Ich würde mir im weiteren Verlauf meines Studiums wünschen, zu diesen Fragen mehr Antwortansätze zu erhalten, da sie durch die Schulreform 2009 theoretisch zum Aufgabenkomplex des Lehrer*innenseins gehören.

Eine weitere Fragestellung, zu der ich im laufe meines Lehramtsstudiums gerne mehr erfahren würde, hat sich für mich in der vierten Vorlesung, die Prof. Dr. Idel zum Thema „Individualisierung von Unterricht als schulpädagogische Antwort auf Leistungsheterogenität“ geleitet hat, ergeben. Bei dem individualisierenden Unterrichtsformat der Heterogenisierung erfolgt eine direkte Adressierung Einzelner oder Teilgruppen. Für mich ergibt sich hierbei die Frage, wie es eine Lehrkraft schafft/schaffen kann, sich professionell mit dem Widerspruch zwischen der Förderung und der Selektion auseinanderzusetzen? Wie kann ich es somit als Lehrerin gewährleisten, dass Leistungsschwache Schüler*innen die benötigte Aufmerksamkeit und auf sie angepasste Lernangebote erhalten, ohne sie gleichzeitig intern von der Klasse abzuschirmen? Ist dies, die Verhinderung der internen Abgrenzung von den anderen, überhaupt möglich, oder stellt es ein unvermeidliches Resultat aus dem Dilemma der (De-)Kategorisierung der Schüler*innen in dem Konstrukt des individuellen Förderbedarfs dar? Zu diesem Fragenkomplex würde ich gerne mehr erfahren, da ich aus meiner eigenen Schulzeit von Klassenkameraden*innen weiß, dass sie damit eher gute Erfahrungen gemacht haben.

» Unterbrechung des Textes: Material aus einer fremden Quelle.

// Copyright 2024-2025 Joblet Contributors
//
// Licensed under the Apache License, Version 2.0 (the "License");
// you may not use this file except in compliance with the License.
// You may obtain a copy of the License at
//
//     http://www.apache.org/licenses/LICENSE-2.0
//
// Unless required by applicable law or agreed to in writing, software
// distributed under the License is distributed on an "AS IS" BASIS,
// WITHOUT WARRANTIES OR CONDITIONS OF ANY KIND, either express or implied.
// See the License for the specific language governing permissions and
// limitations under the License.

pub mod fake;
pub mod linux;

use joblet_common::model::{JobId, JobNetworkAllocation};
use std::collections::HashMap;
use std::io;
use std::path::{Path, PathBuf};

/// How a job's network namespace is set up.
#[derive(Debug, Clone, PartialEq, Eq)]
pub enum NetworkAttachment {
    /// Share the host network namespace.
    Host,
    /// Fresh namespace with no interfaces at all.
    None,
    /// Fresh namespace with only loopback up.
    Isolated,
    /// Fresh namespace joined to a bridge through a veth pair.
    Bridged {
        bridge: String,
        allocation: JobNetworkAllocation,
    },
}

impl NetworkAttachment {
    pub fn needs_namespace(&self) -> bool {
        !matches!(self, NetworkAttachment::Host)
    }
}

/// Everything the child needs to enter its sandbox and exec.
#[derive(Debug, Clone)]
pub struct SandboxSpec {
    pub job_id: JobId,
    pub command: String,
    pub args: Vec<String>,
    pub env: HashMap<String, String>,
    /// Prepared host directory that becomes the chroot root. Contains
    /// `work/` (cwd), `volumes/` and `runtime/` mount points.
    pub root_dir: PathBuf,
    /// Host paths bind-mounted read-write at `/volumes/<name>`.
    pub volume_mounts: Vec<(String, PathBuf)>,
    /// Host path bind-mounted read-only at `/runtime`.
    pub runtime_mount: Option<PathBuf>,
    pub network: NetworkAttachment,
    /// Fifo inside `root_dir`; the child drains it into `/work`
    /// before signalling readiness.
    pub upload_pipe: Option<PathBuf>,
    /// Drop privileges to this uid/gid after entering the sandbox.
    pub run_as: Option<(u32, u32)>,
}

/// Parent side of the ready/go handshake around cgroup placement.
pub trait Handshake: Send {
    /// Blocks until the child reports that its sandbox is set up.
    fn wait_ready(&mut self) -> io::Result<()>;
    /// Releases the child into exec.
    fn send_go(&mut self) -> io::Result<()>;
}

pub struct SpawnedChild {
    pub pid: u32,
    pub stdout: Box<dyn io::Read + Send>,
    pub stderr: Box<dyn io::Read + Send>,
    pub handshake: Box<dyn Handshake>,
}

#[derive(Debug, Clone, Copy, PartialEq, Eq)]
pub struct ChildExit {
    pub exit_code: Option<i32>,
    pub signal: Option<i32>,
}

impl ChildExit {
    /// Shell-style exit code: signal deaths map to 128 + signo.
    pub fn code(&self) -> i32 {
        match (self.exit_code, self.signal) {
            (Some(code), _) => code,
            (None, Some(signal)) => 128 + signal,
            (None, None) => -1,
        }
    }
}

#[derive(Debug, Clone, Copy, PartialEq, Eq)]
pub struct FsUsage {
    pub total_bytes: u64,
    pub available_bytes: u64,
}

#[derive(Debug, Clone, PartialEq, Eq)]
pub struct BlockDevice {
    pub name: String,
    pub major: u32,
    pub minor: u32,
}

/// The single capability set the core depends on. Everything that
/// touches the kernel goes through this trait; tests swap in
/// [`fake::FakePlatform`].
pub trait Platform: Send + Sync {
    // Filesystem
    fn create_dir_all(&self, path: &Path) -> io::Result<()>;
    /// Non-recursive rmdir; the only removal cgroupfs accepts.
    fn remove_dir(&self, path: &Path) -> io::Result<()>;
    fn remove_dir_all(&self, path: &Path) -> io::Result<()>;
    fn remove_file(&self, path: &Path) -> io::Result<()>;
    fn write_file(&self, path: &Path, contents: &[u8]) -> io::Result<()>;
    fn read_file(&self, path: &Path) -> io::Result<Vec<u8>>;
    fn exists(&self, path: &Path) -> bool;
    fn list_dir(&self, path: &Path) -> io::Result<Vec<PathBuf>>;
    fn set_mode(&self, path: &Path, mode: u32) -> io::Result<()>;
    fn create_sparse_file(&self, path: &Path, size_bytes: u64) -> io::Result<()>;
    fn create_fifo(&self, path: &Path, mode: u32) -> io::Result<()>;
    /// Opens the writer end of a fifo; on Linux this blocks until the
    /// reader side is opened, so call it from a blocking worker.
    fn open_fifo_writer(&self, path: &Path) -> io::Result<Box<dyn io::Write + Send>>;
    fn fs_usage(&self, path: &Path) -> io::Result<FsUsage>;

    // Mounts
    fn mount_tmpfs(&self, target: &Path, size_bytes: u64) -> io::Result<()>;
    fn mount_device(&self, device: &Path, target: &Path) -> io::Result<()>;
    fn unmount(&self, target: &Path, force: bool) -> io::Result<()>;
    fn mounted_targets(&self) -> io::Result<Vec<PathBuf>>;

    // Loop devices
    fn attach_loop_device(&self, backing_file: &Path) -> io::Result<PathBuf>;
    fn detach_loop_device(&self, device: &Path) -> io::Result<()>;
    fn make_ext4(&self, device: &Path) -> io::Result<()>;

    // Topology
    fn online_cpus(&self) -> io::Result<Vec<u32>>;
    fn block_devices(&self) -> io::Result<Vec<BlockDevice>>;

    // Processes
    fn spawn_sandboxed(&self, spec: &SandboxSpec) -> io::Result<SpawnedChild>;
    fn kill_process_group(&self, pid: u32, force: bool) -> io::Result<()>;
    /// Blocks until the child exits; run it on a blocking worker.
    fn wait_child(&self, pid: u32) -> io::Result<ChildExit>;
    fn process_exists(&self, pid: u32) -> bool;

    // Network plumbing for bridged attachments
    fn setup_job_network(&self, pid: u32, attachment: &NetworkAttachment) -> io::Result<()>;
    fn teardown_job_network(&self, attachment: &NetworkAttachment) -> io::Result<()>;
}
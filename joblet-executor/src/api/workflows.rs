// Copyright 2024-2025 Joblet Contributors
//
// Licensed under the Apache License, Version 2.0 (the "License");
// you may not use this file except in compliance with the License.
// You may obtain a copy of the License at
//
//     http://www.apache.org/licenses/LICENSE-2.0
//
// Unless required by applicable law or agreed to in writing, software
// distributed under the License is distributed on an "AS IS" BASIS,
// WITHOUT WARRANTIES OR CONDITIONS OF ANY KIND, either express or implied.
// See the License for the specific language governing permissions and
// limitations under the License.

use super::ApiError;
use crate::services::workflow::{parse_workflow_yaml, WorkflowService};
use joblet_common::model::{Workflow, WorkflowId, WorkflowSpec};
use std::sync::Arc;
use tokio::sync::mpsc;
use tokio_stream::wrappers::ReceiverStream;

pub struct WorkflowsApi {
    workflows: Arc<dyn WorkflowService>,
}

impl WorkflowsApi {
    pub fn new(workflows: Arc<dyn WorkflowService>) -> Self {
        WorkflowsApi { workflows }
    }

    pub async fn submit_workflow(&self, spec: WorkflowSpec) -> Result<Workflow, ApiError> {
        Ok(self.workflows.submit(spec).await?)
    }

    pub async fn submit_workflow_yaml(&self, yaml: &str) -> Result<Workflow, ApiError> {
        let spec = parse_workflow_yaml(yaml)?;
        Ok(self.workflows.submit(spec).await?)
    }

    pub async fn get_workflow(&self, id: &WorkflowId) -> Result<Workflow, ApiError> {
        Ok(self.workflows.get(id).await?)
    }

    pub async fn list_workflows(&self) -> Result<Vec<Workflow>, ApiError> {
        Ok(self.workflows.list().await)
    }

    pub async fn stop_workflow(&self, id: &WorkflowId) -> Result<Workflow, ApiError> {
        Ok(self.workflows.stop(id).await?)
    }

    /// Status snapshots for one workflow, starting with the current
    /// one.
    pub async fn stream_workflow_status(
        &self,
        id: &WorkflowId,
    ) -> Result<ReceiverStream<Workflow>, ApiError> {
        let current = self.workflows.get(id).await?;
        let mut all = self.workflows.subscribe_status();
        let (sender, receiver) = mpsc::channel(64);
        let workflow_id = *id;
        let _ = sender.send(current).await;
        tokio::spawn(async move {
            while let Some(snapshot) = all.recv().await {
                if snapshot.id == workflow_id && sender.send(snapshot).await.is_err() {
                    return;
                }
            }
        });
        Ok(ReceiverStream::new(receiver))
    }
}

4. Ich konnte mir zu Beginn der Vorlesung nur wenig darunter vorstellen, was alles unter der Formulierung Umgang mit Heterogenität fällt. Durch die vielen unterschiedlichen Einblicke in die komplexe Thematik wurden mögliche Antworten auf den Umgang mit Heterogenität geliefert. Als Herausforderung sehe ich dabei die Aufgabe, für alle Schülerinnen und Schüler die gleichen und gerechten Möglichkeiten auf Bildung zu gewährleisten. Dafür muss zunächst einmal überhaupt geklärt werden, wer was, dass heißt welches Lernmaterial, braucht, um erfolgreich beziehungsweise bestmöglich lernen zu können. Diesen Schritt sehe ich als große Herausforderung, da damit auch immer die Gefahr verbunden ist, Schüler*innen zu kategorisieren und den Blick für das einzelne Individuum zu verlieren. Denn dass Schüler*in X Trisomie 21 hat, sagt mir noch nichts über ihre Persönlichkeit etc. aus. Mir ist bewusst, dass es ausgeschlossen ist, sich auf diese Aufgabe, die das Lehrer*innensein mit sich trägt, vorzubereiten, denn mit jedem neuen Schüler*in muss die Frage neu beantwortet werden. Ich erhoffe mir jedoch von dem Orientierungspraktikum und den sich anschließenden Praktika, ein erstes Gespür dafür zu bekommen.